Would you please set down the lines of the data from the one containing "disappear_after: 20" to the final line, exactly and only those?

Start of Data records

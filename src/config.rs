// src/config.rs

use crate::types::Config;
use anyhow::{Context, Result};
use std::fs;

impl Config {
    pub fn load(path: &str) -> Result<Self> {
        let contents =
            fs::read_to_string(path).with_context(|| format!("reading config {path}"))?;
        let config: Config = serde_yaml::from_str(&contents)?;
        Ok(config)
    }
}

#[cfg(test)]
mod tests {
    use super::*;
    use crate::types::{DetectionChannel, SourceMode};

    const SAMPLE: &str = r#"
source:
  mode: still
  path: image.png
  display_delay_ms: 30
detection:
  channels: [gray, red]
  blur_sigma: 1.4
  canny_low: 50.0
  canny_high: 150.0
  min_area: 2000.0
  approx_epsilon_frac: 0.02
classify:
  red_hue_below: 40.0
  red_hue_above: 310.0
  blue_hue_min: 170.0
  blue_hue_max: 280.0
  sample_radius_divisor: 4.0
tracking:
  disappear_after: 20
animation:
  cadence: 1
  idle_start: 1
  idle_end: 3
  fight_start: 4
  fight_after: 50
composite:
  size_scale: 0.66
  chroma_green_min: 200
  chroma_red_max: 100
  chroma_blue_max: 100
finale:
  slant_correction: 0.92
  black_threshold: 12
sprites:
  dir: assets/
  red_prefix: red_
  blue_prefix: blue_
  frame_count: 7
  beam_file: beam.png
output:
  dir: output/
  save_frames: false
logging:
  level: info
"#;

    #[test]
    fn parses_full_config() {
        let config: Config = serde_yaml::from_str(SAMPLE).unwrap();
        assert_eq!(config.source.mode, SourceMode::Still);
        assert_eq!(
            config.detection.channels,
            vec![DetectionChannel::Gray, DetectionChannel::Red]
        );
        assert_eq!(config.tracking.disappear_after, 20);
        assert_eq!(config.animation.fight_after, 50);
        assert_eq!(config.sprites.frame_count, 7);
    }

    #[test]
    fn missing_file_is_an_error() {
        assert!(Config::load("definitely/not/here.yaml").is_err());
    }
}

End of Data records

◆ Written response ◆
  disappear_after: 20
animation:
  cadence: 1
  idle_start: 1
  idle_end: 3
  fight_start: 4
  fight_after: 50
composite:
  size_scale: 0.66
  chroma_green_min: 200
  chroma_red_max: 100
  chroma_blue_max: 100
finale:
  slant_correction: 0.92
  black_threshold: 12
sprites:
  dir: assets/
  red_prefix: red_
  blue_prefix: blue_
  frame_count: 7
  beam_file: beam.png
output:
  dir: output/
  save_frames: false
logging:
  level: info
"#;

    #[test]
    fn parses_full_config() {
        let config: Config = serde_yaml::from_str(SAMPLE).unwrap();
        assert_eq!(config.source.mode, SourceMode::Still);
        assert_eq!(
            config.detection.channels,
            vec![DetectionChannel::Gray, DetectionChannel::Red]
        );
        assert_eq!(config.tracking.disappear_after, 20);
        assert_eq!(config.animation.fight_after, 50);
        assert_eq!(config.sprites.frame_count, 7);
    }

    #[test]
    fn missing_file_is_an_error() {
        assert!(Config::load("definitely/not/here.yaml").is_err());
    }
}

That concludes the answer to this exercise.